Notes on syncing systems

When you only have 1 system (your primary database), there's no need for data syncing.

When you have 2 systems (salesforce for sales and your database), there's 2 directions of sync (sf -> db and db -> sf).

When you have 3 systems (zendesk for support, salesforce for sales, and your database), there's 6 systems to sync (sf -> zd, sf -> db, zd -> sf, zd -> db, db -> sf, db -> zd).

When you have 4 systems (iterable for marketing, zendesk for support, salesforce for sales, and your database) there's 12 systems to sync.

When you have n systems there's theoretically n * (n - 1) systems to sync:

400px-Complete_graph_K7.svg.png

New systems are introduced when businesses grow to best serve members (it's practically not possible to build everything in house in a single database). It's important to provide operators the best tools for the job (sf, zd, iterable are non trivial to replicate).

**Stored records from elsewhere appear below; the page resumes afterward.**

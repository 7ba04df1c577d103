use serde::{Deserialize, Serialize};
use std::collections::BTreeMap;
use std::fmt;

#[derive(Debug, Clone, Copy, PartialEq, Eq, Hash, PartialOrd, Ord, Serialize, Deserialize)]
#[serde(rename_all = "snake_case")]
pub enum Category {
    #[serde(alias = "Environmental")]
    Environmental,
    #[serde(alias = "Social")]
    Social,
    #[serde(alias = "Economic")]
    Economic,
}

impl Category {
    pub const ALL: [Category; 3] = [Category::Environmental, Category::Social, Category::Economic];

    pub fn key(self) -> &'static str {
        match self {
            Category::Environmental => "environmental",
            Category::Social => "social",
            Category::Economic => "economic",
        }
    }

    pub fn label(self) -> &'static str {
        match self {
            Category::Environmental => "Environmental",
            Category::Social => "Social",
            Category::Economic => "Economic",
        }
    }

    pub fn indicators(self) -> impl Iterator<Item = Indicator> {
        Indicator::ALL
            .into_iter()
            .filter(move |indicator| indicator.category() == self)
    }
}

impl fmt::Display for Category {
    fn fmt(&self, f: &mut fmt::Formatter<'_>) -> fmt::Result {
        f.write_str(self.key())
    }
}

/// Every derived indicator the engine scores.
#[derive(Debug, Clone, Copy, PartialEq, Eq, Hash, PartialOrd, Ord, Serialize, Deserialize)]
#[serde(rename_all = "snake_case")]
pub enum Indicator {
    GreenPercentageArea,
    WaterPercentageArea,
    AirQuality,
    LandSurfaceTemperature,
    EcologicalQualityIndex,
    CrimeRate,
    EducationLevel,
    AccessToTransit,
    AccessToSchools,
    AccessToHospitals,
    AccessToFireStations,
    AccessToPolice,
    Walkability,
    MedianHouseholdIncome,
    UnemploymentRate,
    HousingAffordability,
}

impl Indicator {
    pub const ALL: [Indicator; 16] = [
        Indicator::GreenPercentageArea,
        Indicator::WaterPercentageArea,
        Indicator::AirQuality,
        Indicator::LandSurfaceTemperature,
        Indicator::EcologicalQualityIndex,
        Indicator::CrimeRate,
        Indicator::EducationLevel,
        Indicator::AccessToTransit,
        Indicator::AccessToSchools,
        Indicator::AccessToHospitals,
        Indicator::AccessToFireStations,
        Indicator::AccessToPolice,
        Indicator::Walkability,
        Indicator::MedianHouseholdIncome,
        Indicator::UnemploymentRate,
        Indicator::HousingAffordability,
    ];

    pub fn key(self) -> &'static str {
        match self {
            Indicator::GreenPercentageArea => "green_percentage_area",
            Indicator::WaterPercentageArea => "water_percentage_area",
            Indicator::AirQuality => "air_quality",
            Indicator::LandSurfaceTemperature => "land_surface_temperature",
            Indicator::EcologicalQualityIndex => "ecological_quality_index",
            Indicator::CrimeRate => "crime_rate",
            Indicator::EducationLevel => "education_level",
            Indicator::AccessToTransit => "access_to_transit",
            Indicator::AccessToSchools => "access_to_schools",
            Indicator::AccessToHospitals => "access_to_hospitals",
            Indicator::AccessToFireStations => "access_to_fire_stations",
            Indicator::AccessToPolice => "access_to_police",
            Indicator::Walkability => "walkability",
            Indicator::MedianHouseholdIncome => "median_household_income",
            Indicator::UnemploymentRate => "unemployment_rate",
            Indicator::HousingAffordability => "housing_affordability",
        }
    }

    /// Key used in the `normalized` map of a result.
    pub fn normalized_key(self) -> &'static str {
        match self {
            Indicator::GreenPercentageArea => "gpa_normalized",
            Indicator::WaterPercentageArea => "wpa_normalized",
            Indicator::AirQuality => "aq_normalized",
            Indicator::LandSurfaceTemperature => "lst_normalized",
            Indicator::EcologicalQualityIndex => "eqi_normalized",
            Indicator::CrimeRate => "cr_normalized",
            Indicator::EducationLevel => "el_normalized",
            Indicator::AccessToTransit => "apt_normalized",
            Indicator::AccessToSchools => "as_normalized",
            Indicator::AccessToHospitals => "ah_normalized",
            Indicator::AccessToFireStations => "af_normalized",
            Indicator::AccessToPolice => "ap_normalized",
            Indicator::Walkability => "w_normalized",
            Indicator::MedianHouseholdIncome => "mhi_normalized",
            Indicator::UnemploymentRate => "ur_normalized",
            Indicator::HousingAffordability => "ha_normalized",
        }
    }

    pub fn from_key(key: &str) -> Option<Indicator> {
        Indicator::ALL.into_iter().find(|indicator| indicator.key() == key)
    }

    pub fn category(self) -> Category {
        match self {
            Indicator::GreenPercentageArea
            | Indicator::WaterPercentageArea
            | Indicator::AirQuality
            | Indicator::LandSurfaceTemperature
            | Indicator::EcologicalQualityIndex => Category::Environmental,
            Indicator::CrimeRate
            | Indicator::EducationLevel
            | Indicator::AccessToTransit
            | Indicator::AccessToSchools
            | Indicator::AccessToHospitals
            | Indicator::AccessToFireStations
            | Indicator::AccessToPolice
            | Indicator::Walkability => Category::Social,
            Indicator::MedianHouseholdIncome
            | Indicator::UnemploymentRate
            | Indicator::HousingAffordability => Category::Economic,
        }
    }
}

impl fmt::Display for Indicator {
    fn fmt(&self, f: &mut fmt::Formatter<'_>) -> fmt::Result {
        f.write_str(self.key())
    }
}

/// Derived or normalized values keyed by indicator.
pub type IndicatorValues = BTreeMap<Indicator, f64>;

#[derive(Debug, Clone, PartialEq, Serialize, Deserialize)]
pub struct EnvironmentalInputs {
    #[serde(alias = "green_space_area")]
    pub green_area: f64,
    pub total_area: f64,
    pub water_area: f64,
    pub air_quality_aod: f64,
    pub land_surface_temperature: f64,
    pub mean_ndvi: f64,
    pub tasseled_cap_wetness: f64,
    pub mean_lst_for_eqi: f64,
    pub ndbsi: f64,
    pub pm25: f64,
}

#[derive(Debug, Clone, PartialEq, Serialize, Deserialize)]
pub struct SocialInputs {
    pub total_population: f64,
    pub total_crimes: f64,
    pub adults_with_degree: f64,
    pub total_adult_population: f64,
    pub avg_time_to_transit: f64,
    pub avg_time_to_schools: f64,
    pub avg_time_to_hospitals: f64,
    pub avg_time_to_fire_stations: f64,
    pub avg_time_to_police: f64,
    pub street_intersections: f64,
}

#[derive(Debug, Clone, PartialEq, Serialize, Deserialize)]
pub struct EconomicInputs {
    pub median_household_income: f64,
    pub unemployed_count: f64,
    pub labor_force: f64,
    pub affordable_housing_units: f64,
    pub total_housing_units: f64,
}

/// Raw measurements for one neighborhood, as posted to `calculate`.
#[derive(Debug, Clone, PartialEq, Serialize, Deserialize)]
pub struct RawIndicatorSet {
    pub environmental: EnvironmentalInputs,
    pub social: SocialInputs,
    pub economic: EconomicInputs,
}

impl RawIndicatorSet {
    /// Sample neighborhood served by the `example` route: 1 km², 10,000 residents.
    pub fn example() -> Self {
        Self {
            environmental: EnvironmentalInputs {
                green_area: 250_000.0,
                total_area: 1_000_000.0,
                water_area: 50_000.0,
                air_quality_aod: 0.3,
                land_surface_temperature: 25.0,
                mean_ndvi: 0.5,
                tasseled_cap_wetness: 0.3,
                mean_lst_for_eqi: 25.0,
                ndbsi: 0.4,
                pm25: 20.0,
            },
            social: SocialInputs {
                total_population: 10_000.0,
                total_crimes: 50.0,
                adults_with_degree: 3_000.0,
                total_adult_population: 8_000.0,
                avg_time_to_transit: 5.0,
                avg_time_to_schools: 8.0,
                avg_time_to_hospitals: 12.0,
                avg_time_to_fire_stations: 6.0,
                avg_time_to_police: 10.0,
                street_intersections: 120.0,
            },
            economic: EconomicInputs {
                median_household_income: 50_000.0,
                unemployed_count: 500.0,
                labor_force: 6_000.0,
                affordable_housing_units: 700.0,
                total_housing_units: 1_000.0,
            },
        }
    }
}

#[derive(Debug, Clone, Copy, PartialEq)]
pub struct CategoryScores {
    pub environmental: f64,
    pub social: f64,
    pub economic: f64,
}

impl CategoryScores {
    pub fn get(&self, category: Category) -> f64 {
        match category {
            Category::Environmental => self.environmental,
            Category::Social => self.social,
            Category::Economic => self.economic,
        }
    }
}

#[derive(Debug, Clone, Copy, PartialEq, Eq, PartialOrd, Ord, Serialize, Deserialize)]
pub enum Grade {
    A,
    B,
    C,
    D,
    F,
}

impl fmt::Display for Grade {
    fn fmt(&self, f: &mut fmt::Formatter<'_>) -> fmt::Result {
        let letter = match self {
            Grade::A => "A",
            Grade::B => "B",
            Grade::C => "C",
            Grade::D => "D",
            Grade::F => "F",
        };
        f.write_str(letter)
    }
}

#[derive(Debug, Clone, PartialEq, Serialize, Deserialize)]
pub struct SustainabilityResult {
    pub sustainability_index: f64,
    pub grade: Grade,
    pub interpretation: String,
    pub environmental_score: f64,
    pub social_score: f64,
    pub economic_score: f64,
    /// Derived indicator values keyed by indicator name.
    pub indicators: BTreeMap<String, f64>,
    /// Normalized values in [0, 1], keyed `<abbr>_normalized`.
    pub normalized: BTreeMap<String, f64>,
}

impl SustainabilityResult {
    pub fn category_score(&self, category: Category) -> f64 {
        match category {
            Category::Environmental => self.environmental_score,
            Category::Social => self.social_score,
            Category::Economic => self.economic_score,
        }
    }

    pub fn indicator(&self, indicator: Indicator) -> Option<f64> {
        self.indicators.get(indicator.key()).copied()
    }

    pub fn normalized_value(&self, indicator: Indicator) -> Option<f64> {
        self.normalized.get(indicator.normalized_key()).copied()
    }
}

#[derive(Debug, Clone, PartialEq, Serialize, Deserialize)]
pub struct IndicatorDefinition {
    /// Empty when the serving side does not publish indicator keys.
    #[serde(default, skip_serializing_if = "String::is_empty")]
    pub key: String,
    pub name: String,
    pub description: String,
    pub calculation: String,
    pub category: Category,
    /// Share of the final index, in percent.
    pub weight: f64,
    #[serde(skip_serializing_if = "Option::is_none")]
    pub threshold: Option<f64>,
    #[serde(default, skip_serializing_if = "Option::is_none")]
    pub higher_is_better: Option<bool>,
}

/// Weighting scheme served by the `weights` route, in percent.
#[derive(Debug, Clone, PartialEq, Serialize, Deserialize)]
pub struct WeightsTable {
    pub category_weights: BTreeMap<Category, f64>,
    pub indicator_weights: BTreeMap<Category, BTreeMap<String, f64>>,
}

Nevertheless, nothing is free, and new systems come with this implicit integration cost which doubles behind the scenes (so growth becomes a hiring bottleneck that cannot keep up).

In addition to implicit integration sprawl, there are additional unseen challenges to building a good syncer. A syncer not only needs to get data from A to B but needs to consider the following:

What is the desired sync frequency? Do we need real-time/incremental sync (usually change data capture) or is nightly ok (usually full resyncs)? Are there rate limits in place?
How do we know the sync is working. Suppose we only sync in one direction A -> B. Employee Joe updates a value in A, it syncs to B, and then Sue updates the value in system B. Our sync sees theres no issue, but behind the scenes the value has been changed. Every sync problem has a dual problem of integrity checking (does the sync still work).
When a sync fails, do we know why it failed? How is observability baked into a sync systems for troubleshooting? Can operators be notified when needed to fix the issue quickly?
Do off the shelf integrations already exist for the systems you're trying to integrate (can you trust they work / does it fit 95% of your requirements or 100% of them)? Do you need to build your sync script / validation script from scratch (how long would that take to build but also maintain from a tco perspective)?
Validation and negotiation of different schemas. Suppose we sync google sheets to mysql, but the google sheet has an errant string, when the schema only accepts an integer. How do you enforce or support integrity needs of different systems.
Conflict resolution and circular references: Are sync systems built in a way that loops cannot occur, and when two values differ theres a way to resolve them (last write wins, crdts, max hops / ttl)

Generally there's ways the complexity is removed through consolidation points (like a warehouse):

DB <--> Warehouse <--> (Zd, Sf)

In the above example you can always force everything through the warehouse to avoid edge connections everywhere. Warehouses also have many challenges (real-time may not always be possible, point to point sync may be faster to implement)

You can also have clear data flows that are only in one direction by clearly marking which system supports which fields:

Salesforce -> DB -> Warehouse <-> Zd

This simplifies the graph practically into something more like this:

Which ultimately reduces the number of cron jobs for syncing and verifications you need to manage. For now I need to get back to writing my cronjob sync scripts - rather than writing about writing cronjob sync scripts 😂